→ Work to complete
Copy out every entry precisely.

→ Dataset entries

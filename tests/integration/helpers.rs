//! Shared test helpers for integration tests.

#![allow(dead_code)]

use std::sync::Arc;

use docvault_core::config::seed::SeedConfig;
use docvault_core::config::storage::StorageConfig;
use docvault_core::types::{FolderId, UserRoleId};
use docvault_database::MemoryStore;
use docvault_entity::AccessLevel;
use docvault_entity::access::CreateAccessRole;
use docvault_entity::file::{CreateFile, File};
use docvault_entity::folder::{CreateFolder, Folder};
use docvault_entity::user::{CreateUser, CreateUserRole};
use docvault_service::{DocumentHub, RequestContext};
use docvault_storage::MemoryBlobStore;

/// Test application context
pub struct TestApp {
    /// Seeded coordinator over an in-memory store
    pub hub: DocumentHub,
    /// The seeded administrator
    pub admin: RequestContext,
    /// The seeded root folder
    pub root: FolderId,
}

impl TestApp {
    /// Create a seeded application with the default upload limit
    pub async fn new() -> Self {
        Self::with_storage(StorageConfig::default()).await
    }

    /// Create a seeded application with custom blob settings
    pub async fn with_storage(storage: StorageConfig) -> Self {
        let hub = DocumentHub::new(
            MemoryStore::new(),
            Arc::new(MemoryBlobStore::new()),
            &storage,
        );
        let report = hub
            .seed(&SeedConfig::default())
            .await
            .expect("Failed to seed store");
        let admin = hub
            .authenticate(report.admin_id)
            .await
            .expect("Seeded admin must authenticate");

        Self {
            hub,
            admin,
            root: report.root_folder_id,
        }
    }

    /// Create a user and return its request context
    pub async fn create_user(&self, username: &str, is_admin: bool) -> RequestContext {
        let profile = self
            .hub
            .users()
            .create_user(
                &self.admin,
                CreateUser {
                    username: username.to_string(),
                    display_name: username.to_string(),
                    password: "password123".to_string(),
                    is_admin,
                },
            )
            .await
            .expect("Failed to create user");
        self.hub
            .authenticate(profile.id)
            .await
            .expect("New user must authenticate")
    }

    /// Create a user role
    pub async fn create_role(&self, name: &str) -> UserRoleId {
        self.hub
            .roles()
            .create_user_role(&self.admin, CreateUserRole { name: name.to_string() })
            .await
            .expect("Failed to create user role")
            .id
    }

    /// Grant a role a level on a folder
    pub async fn grant(&self, folder: FolderId, role: UserRoleId, level: AccessLevel) {
        self.hub
            .roles()
            .create_access_role(
                &self.admin,
                CreateAccessRole {
                    folder_id: Some(folder),
                    user_role_id: Some(role),
                    access_level: Some(level),
                },
            )
            .await
            .expect("Failed to create access role");
    }

    /// Give a user a role
    pub async fn assign(&self, user: &RequestContext, role: UserRoleId) {
        self.hub
            .roles()
            .assign_user_role(&self.admin, user.user_id, role)
            .await
            .expect("Failed to assign user role");
    }

    /// Create a folder as the administrator, granting the admin publisher
    /// rights on the parent first when needed
    pub async fn folder(&self, parent: FolderId, name: &str) -> Folder {
        self.admin_publisher_on(parent).await;
        self.hub
            .folders()
            .create_folder(
                &self.admin,
                CreateFolder {
                    name: name.to_string(),
                    parent_id: Some(parent),
                },
            )
            .await
            .expect("Failed to create folder")
    }

    /// Create a draft file as the given user
    pub async fn file(&self, ctx: &RequestContext, folder: FolderId, name: &str) -> File {
        self.hub
            .files()
            .create_file(
                ctx,
                CreateFile {
                    name: name.to_string(),
                    folder_id: Some(folder),
                },
            )
            .await
            .expect("Failed to create file")
    }

    /// Give the administrator `Publisher` on a folder through an "admins" role
    pub async fn admin_publisher_on(&self, folder: FolderId) {
        let level = self
            .hub
            .folders()
            .check_access(&self.admin, folder)
            .await
            .expect("Folder must exist");
        if level == AccessLevel::Publisher {
            return;
        }
        let role = match self
            .hub
            .users()
            .get_user(&self.admin, self.admin.user_id)
            .await
            .expect("Admin must exist")
            .roles
            .iter()
            .find(|r| r.name == "admins")
        {
            Some(role) => role.id,
            None => {
                let role = self.create_role("admins").await;
                self.assign(&self.admin, role).await;
                role
            }
        };
        self.grant(folder, role, AccessLevel::Publisher).await;
    }
}
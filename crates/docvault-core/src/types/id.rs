//! Newtype wrappers around [`uuid::Uuid`] for all domain entity identifiers.
//!
//! Using distinct types prevents accidentally passing a `FolderId` where a
//! `FileId` is expected. The nil UUID is reserved as the "absent" value:
//! request structs treat it exactly like a missing field.

use std::fmt;
use std::str::FromStr;

use serde::{Deserialize, Serialize};
use uuid::Uuid;

/// Macro to define a newtype ID wrapper around `Uuid`.
macro_rules! define_id {
    (
        $(#[$meta:meta])*
        $name:ident
    ) => {
        $(#[$meta])*
        #[derive(Debug, Clone, Copy, PartialEq, Eq, Hash, PartialOrd, Ord, Serialize, Deserialize)]
        #[serde(transparent)]
        pub struct $name(pub Uuid);

        impl $name {
            /// Create a new random identifier.
            pub fn new() -> Self {
                Self(Uuid::new_v4())
            }

            /// The nil identifier, used to mean "not provided".
            pub const fn nil() -> Self {
                Self(Uuid::nil())
            }

            /// Returns `true` for the nil identifier.
            pub fn is_nil(&self) -> bool {
                self.0.is_nil()
            }

            /// Collapse the nil identifier into `None`.
            pub fn present(self) -> Option<Self> {
                if self.is_nil() { None } else { Some(self) }
            }

            /// Return the inner UUID value.
            pub fn into_uuid(self) -> Uuid {
                self.0
            }
        }

        impl Default for $name {
            fn default() -> Self {
                Self::new()
            }
        }

        impl fmt::Display for $name {
            fn fmt(&self, f: &mut fmt::Formatter<'_>) -> fmt::Result {
                write!(f, "{}", self.0)
            }
        }

        impl FromStr for $name {
            type Err = uuid::Error;

            fn from_str(s: &str) -> Result<Self, Self::Err> {
                Uuid::parse_str(s).map(Self)
            }
        }

        impl From<Uuid> for $name {
            fn from(uuid: Uuid) -> Self {
                Self(uuid)
            }
        }

        impl From<$name> for Uuid {
            fn from(id: $name) -> Uuid {
                id.0
            }
        }
    };
}

define_id!(
    /// Unique identifier for a user account.
    UserId
);

define_id!(
    /// Unique identifier for a folder.
    FolderId
);

define_id!(
    /// Unique identifier for a file record.
    FileId
);

define_id!(
    /// Unique identifier for a user role (a named group of users).
    UserRoleId
);

define_id!(
    /// Unique identifier for an access role (a role's level on one folder).
    AccessRoleId
);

→ Result for this exercise
filename tests/integration/helpers.rs
//! Shared test helpers for integration tests.

#![allow(dead_code)]

use std::sync::Arc;

use docvault_core::config::seed::SeedConfig;
use docvault_core::config::storage::StorageConfig;
use docvault_core::types::{FolderId, UserRoleId};
use docvault_database::MemoryStore;
use docvault_entity::AccessLevel;
use docvault_entity::access::CreateAccessRole;
use docvault_entity::file::{CreateFile, File};
use docvault_entity::folder::{CreateFolder, Folder};
use docvault_entity::user::{CreateUser, CreateUserRole};
use docvault_service::{DocumentHub, RequestContext};
use docvault_storage::MemoryBlobStore;

/// Test application context
pub struct TestApp {
    /// Seeded coordinator over an in-memory store
    pub hub: DocumentHub,
    /// The seeded administrator
    pub admin: RequestContext,
    /// The seeded root folder
    pub root: FolderId,
}

impl TestApp {
    /// Create a seeded application with the default upload limit
    pub async fn new() -> Self {
        Self::with_storage(StorageConfig::default()).await
    }

    /// Create a seeded application with custom blob settings
    pub async fn with_storage(storage: StorageConfig) -> Self {
        let hub = DocumentHub::new(
            MemoryStore::new(),
            Arc::new(MemoryBlobStore::new()),
            &storage,
        );
        let report = hub
            .seed(&SeedConfig::default())
            .await
            .expect("Failed to seed store");
        let admin = hub
            .authenticate(report.admin_id)
            .await
            .expect("Seeded admin must authenticate");

        Self {
            hub,
            admin,
            root: report.root_folder_id,
        }
    }

    /// Create a user and return its request context
    pub async fn create_user(&self, username: &str, is_admin: bool) -> RequestContext {
        let profile = self
            .hub
            .users()
            .create_user(
                &self.admin,
                CreateUser {
                    username: username.to_string(),
                    display_name: username.to_string(),
                    password: "password123".to_string(),
                    is_admin,
                },
            )
            .await
            .expect("Failed to create user");
        self.hub
            .authenticate(profile.id)
            .await
            .expect("New user must authenticate")
    }

    /// Create a user role
    pub async fn create_role(&self, name: &str) -> UserRoleId {
        self.hub
            .roles()
            .create_user_role(&self.admin, CreateUserRole { name: name.to_string() })
            .await
            .expect("Failed to create user role")
            .id
    }

    /// Grant a role a level on a folder
    pub async fn grant(&self, folder: FolderId, role: UserRoleId, level: AccessLevel) {
        self.hub
            .roles()
            .create_access_role(
                &self.admin,
                CreateAccessRole {
                    folder_id: Some(folder),
                    user_role_id: Some(role),
                    access_level: Some(level),
                },
            )
            .await
            .expect("Failed to create access role");
    }

    /// Give a user a role
    pub async fn assign(&self, user: &RequestContext, role: UserRoleId) {
        self.hub
            .roles()
            .assign_user_role(&self.admin, user.user_id, role)
            .await
            .expect("Failed to assign user role");
    }

    /// Create a folder as the administrator, granting the admin publisher
    /// rights on the parent first when needed
    pub async fn folder(&self, parent: FolderId, name: &str) -> Folder {
        self.admin_publisher_on(parent).await;
        self.hub
            .folders()
            .create_folder(
                &self.admin,
                CreateFolder {
                    name: name.to_string(),
                    parent_id: Some(parent),
                },
            )
            .await
            .expect("Failed to create folder")
    }

    /// Create a draft file as the given user
    pub async fn file(&self, ctx: &RequestContext, folder: FolderId, name: &str) -> File {
        self.hub
            .files()
            .create_file(
                ctx,
                CreateFile {
                    name: name.to_string(),
                    folder_id: Some(folder),
                },
            )
            .await
            .expect("Failed to create file")
    }

    /// Give the administrator `Publisher` on a folder through an "admins" role
    pub async fn admin_publisher_on(&self, folder: FolderId) {
        let level = self
            .hub
            .folders()
            .check_access(&self.admin, folder)
            .await
            .expect("Folder must exist");
        if level == AccessLevel::Publisher {
            return;
        }
        let role = match self
            .hub
            .users()
            .get_user(&self.admin, self.admin.user_id)
            .await
            .expect("Admin must exist")
            .roles
            .iter()
            .find(|r| r.name == "admins")
        {
            Some(role) => role.id,
            None => {
                let role = self.create_role("admins").await;
                self.assign(&self.admin, role).await;
                role
            }
        };
        self.grant(folder, role, AccessLevel::Publisher).await;
    }
}
filename crates/docvault-core/src/types/id.rs
//! Newtype wrappers around [`uuid::Uuid`] for all domain entity identifiers.
//!
//! Using distinct types prevents accidentally passing a `FolderId` where a
//! `FileId` is expected. The nil UUID is reserved as the "absent" value:
//! request structs treat it exactly like a missing field.

use std::fmt;
use std::str::FromStr;

use serde::{Deserialize, Serialize};
use uuid::Uuid;

/// Macro to define a newtype ID wrapper around `Uuid`.
macro_rules! define_id {
    (
        $(#[$meta:meta])*
        $name:ident
    ) => {
        $(#[$meta])*
        #[derive(Debug, Clone, Copy, PartialEq, Eq, Hash, PartialOrd, Ord, Serialize, Deserialize)]
        #[serde(transparent)]
        pub struct $name(pub Uuid);

        impl $name {
            /// Create a new random identifier.
            pub fn new() -> Self {
                Self(Uuid::new_v4())
            }

            /// The nil identifier, used to mean "not provided".
            pub const fn nil() -> Self {
                Self(Uuid::nil())
            }

            /// Returns `true` for the nil identifier.
            pub fn is_nil(&self) -> bool {
                self.0.is_nil()
            }

            /// Collapse the nil identifier into `None`.
            pub fn present(self) -> Option<Self> {
                if self.is_nil() { None } else { Some(self) }
            }

            /// Return the inner UUID value.
            pub fn into_uuid(self) -> Uuid {
                self.0
            }
        }

        impl Default for $name {
            fn default() -> Self {
                Self::new()
            }
        }

        impl fmt::Display for $name {
            fn fmt(&self, f: &mut fmt::Formatter<'_>) -> fmt::Result {
                write!(f, "{}", self.0)
            }
        }

        impl FromStr for $name {
            type Err = uuid::Error;

            fn from_str(s: &str) -> Result<Self, Self::Err> {
                Uuid::parse_str(s).map(Self)
            }
        }

        impl From<Uuid> for $name {
            fn from(uuid: Uuid) -> Self {
                Self(uuid)
            }
        }

        impl From<$name> for Uuid {
            fn from(id: $name) -> Uuid {
                id.0
            }
        }
    };
}

define_id!(
    /// Unique identifier for a user account.
    UserId
);

define_id!(
    /// Unique identifier for a folder.
    FolderId
);

define_id!(
    /// Unique identifier for a file record.
    FileId
);

define_id!(
    /// Unique identifier for a user role (a named group of users).
    UserRoleId
);

define_id!(
    /// Unique identifier for an access role (a role's level on one folder).
    AccessRoleId
);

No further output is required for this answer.